CRT PRINCIPLES FOR GOVERNMENT


INTRODUCTION


Persuaded by experience that a person’s moral sense contributes to success in business
endeavors, in 1994 the Caux Round Table published certain Principles for Business as a
world standard against which business behavior could be measured.

After a decade of remarkable economic growth in many parts of the global economy, the
Caux Round Table notes that sufficient investment capital has been accumulated that,
should it be invested wisely in poor and developing countries, a dramatic reduction in
levels of poverty could be achieved for most of humanity. In the stock markets of the
world some thirty trillion US dollars are available for equity investment. Trillions more
of US dollars are available in short term money markets, in currency markets, and in
possible debt financing. There is more liquid capital available to the owners of private
business than poor countries could presently absorb into their economies.

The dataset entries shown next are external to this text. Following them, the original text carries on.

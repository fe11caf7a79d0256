// SPDX-License-Identifier: Apache-2.0

use crate::json_value::Value;
use crate::literal_parser::{parse_literal, Literal};
use crate::number_parser::parse_number;
use crate::parse_error::ParseError;
use crate::slice_input_buffer::{Location, SliceInputBuffer, TERMINATOR};

/// A parser for a single JSON root value held in a slice.
///
/// After [`parse`](Self::parse) returns, [`position`](Self::position) reports
/// where scanning stopped, which on failure points at the offending byte.
// Lifetime 'a is the input buffer lifetime
pub struct SliceParser<'a> {
    buffer: SliceInputBuffer<'a>,
}

impl<'a> SliceParser<'a> {
    /// Creates a new parser for the given JSON input.
    ///
    /// # Example
    /// ```
    /// use minijson::{SliceParser, Value};
    /// let mut parser = SliceParser::new(" true ");
    /// assert_eq!(parser.parse(), Ok(Value::True));
    /// ```
    pub fn new(input: &'a str) -> Self {
        Self::new_from_slice(input.as_bytes())
    }

    /// Creates a new parser from a byte slice.
    ///
    /// A NUL byte ends the input just like the end of the slice does.
    pub fn new_from_slice(input: &'a [u8]) -> Self {
        SliceParser {
            buffer: SliceInputBuffer::new(input),
        }
    }

    /// Byte offset where scanning stopped.
    pub fn position(&self) -> usize {
        self.buffer.current_pos()
    }

    /// Line and column of [`position`](Self::position).
    pub fn location(&self) -> Location {
        self.buffer.location(self.buffer.current_pos())
    }

    /// Parses the input as exactly one value surrounded by optional whitespace.
    pub fn parse(&mut self) -> Result<Value, ParseError> {
        self.buffer.seek(0);
        let result = self.parse_root();
        if let Err(err) = result {
            log::debug!("parse failed: {:?} at {}", err, self.location());
        }
        result
    }

    fn parse_root(&mut self) -> Result<Value, ParseError> {
        self.buffer.skip_whitespace();
        let value = self.parse_value()?;
        self.buffer.skip_whitespace();
        if !self.buffer.at_end() {
            return Err(ParseError::RootNotSingular);
        }
        Ok(value)
    }

    /// Picks a recognizer from the lookahead byte.
    fn parse_value(&mut self) -> Result<Value, ParseError> {
        let lookahead = self.buffer.peek();
        log::trace!(
            "dispatch on {:?} at {}",
            lookahead as char,
            self.buffer.current_pos()
        );
        match lookahead {
            b't' => parse_literal(&mut self.buffer, Literal::True),
            b'f' => parse_literal(&mut self.buffer, Literal::False),
            b'n' => parse_literal(&mut self.buffer, Literal::Null),
            TERMINATOR => Err(ParseError::ExpectValue),
            _ => parse_number(&mut self.buffer),
        }
    }
}
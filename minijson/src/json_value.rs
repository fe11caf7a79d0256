// SPDX-License-Identifier: Apache-2.0

/// Discriminant of a [`Value`].
#[derive(Debug, Clone, Copy, PartialEq, Eq)]
pub enum Tag {
    Null,
    True,
    False,
    Number,
}

impl core::fmt::Display for Tag {
    fn fmt(&self, f: &mut core::fmt::Formatter<'_>) -> core::fmt::Result {
        f.write_str(match self {
            Tag::Null => "null",
            Tag::True => "true",
            Tag::False => "false",
            Tag::Number => "number",
        })
    }
}

/// A parsed JSON root value.
///
/// Only literals and numbers are represented. A failed parse never yields a
/// `Value`; the in-place [`crate::parse_into`] leaves `Value::Null` behind.
#[derive(Debug, Clone, Copy, PartialEq, Default)]
pub enum Value {
    /// `null`, also the state of a value after a failed parse.
    #[default]
    Null,
    /// `true`
    True,
    /// `false`
    False,
    /// A number, always finite.
    Number(f64),
}

impl Value {
    /// Returns the tag of this value.
    pub fn get_type(&self) -> Tag {
        match self {
            Value::Null => Tag::Null,
            Value::True => Tag::True,
            Value::False => Tag::False,
            Value::Number(_) => Tag::Number,
        }
    }

    /// Returns the stored number.
    ///
    /// The caller must check that [`get_type`](Self::get_type) is
    /// [`Tag::Number`] first. Debug builds assert this; release builds
    /// return `NaN` for any other tag.
    pub fn get_number(&self) -> f64 {
        debug_assert_eq!(self.get_type(), Tag::Number, "get_number on a non-number");
        self.as_number().unwrap_or(f64::NAN)
    }

    /// The number, if this is a `Number`.
    pub fn as_number(&self) -> Option<f64> {
        match self {
            Value::Number(n) => Some(*n),
            _ => None,
        }
    }

    /// The boolean, if this is `True` or `False`.
    pub fn as_bool(&self) -> Option<bool> {
        match self {
            Value::True => Some(true),
            Value::False => Some(false),
            _ => None,
        }
    }

    pub fn is_null(&self) -> bool {
        matches!(self, Value::Null)
    }
}

impl From<bool> for Value {
    fn from(b: bool) -> Self {
        if b {
            Value::True
        } else {
            Value::False
        }
    }
}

Yet in most instances such capital is not invested where people are poor. In the minds of
many, therefore, globalization remains vulnerable to a moral critique that it does not, and,
some would say that it can never, achieve social justice. The Caux Round Table believes
that, while private business can improve standards of living through the creation of
wealth, business only responds to opportunities for profitable exchange. The investment
of capital waits upon favorable conditions; such investment is reactive and selective,
always searching for well-founded expectations of return as well as for security that those
expectations will come to fruition.

It is the work of others, not primarily that of business, to create the fundamental
conditions under which capital can be invested. Bluntly, it is in the first place the task of
responsible government to provide for sustained wealth-creation. Business can be called
upon to invest responsibly within the framework of the Caux Round Table’s Principles
for Business once governments erect and sustain the requisite infrastructure of laws,
regulations, and physical improvements to transportation and communication.

Bad government is a short cut to endemic poverty.

Therefore, the Caux Round Table offers the following Principles for Government in the
expectation that better government around the world will attract greater investment of
private capital to create more wealth for poor people.

Just as the Principles for Business, these Principles for Government derive from two
ethical ideals: “Kyosei” and “Human Dignity”. The Japanese concept of “Kyosei” looks
to living and working together for the common good while the moral vision of “Human
Dignity” refers to the sacredness or value of each person as an end, not simply as a means
to the fulfillment of others’ purposes or even of majority demands.


GENERAL PRINCIPLES

1. Public power is held in trust for the community
Power brings responsibility; power is a necessary moral circumstance in that it binds
the actions of one to the welfare of others.

Therefore, the power given by public office is held in trust for the benefit of the
community and its citizens. Officials are custodians only of the powers they hold;
they have no personal entitlement to office or the prerogatives thereof.

Holders of public office are accountable for their conduct while in office; they are
subject to removal for malfeasance, misfeasance or abuse of office. The burden of
proof that no malfeasance, misfeasance or abuse of office has occurred lies with the
office holder.

The state is the servant and agent of higher ends; it is subordinate to society. Public
power is to be exercised within a framework of moral responsibility for the welfare of
others. Governments that abuse their trust shall lose their authority and may be
removed from office.

2. Discourse should guide application of public power.
Public power, however allocated by constitutions, referendums or laws, shall rest its
legitimacy in communicative action and discourse among autonomous moral agents
who constitute the community to be served by the government. Free and open
discourse, embracing independent media, shall not be curtailed except to protect
legitimate expectations of personal privacy, sustain the confidentiality needed for the
proper separation of powers, or for the most dire of reasons relating to national
security.

1. The Civic Order must not forget its duties to citizens.
Public power constitutes a civic order for the safety and common good of its
members. The civic order, as a moral order, protects and promotes the integrity,
dignity, and self-respect of its members in their capacity as citizens and, therefore,
avoid all measures, oppressive and other, whose tendency is to transform the citizen
into a subject. The state shall protect, give legitimacy to, or restore all those principles
and institutions which sustain the moral integrity, self-respect, and civic identity of
the individual citizen, and which serve to inhibit the processes of civic estrangement,
dissolution of the civic bond, and civic disaggregation. This protects the citizen’s
capacity to contribute to the well-being of the civic order itself.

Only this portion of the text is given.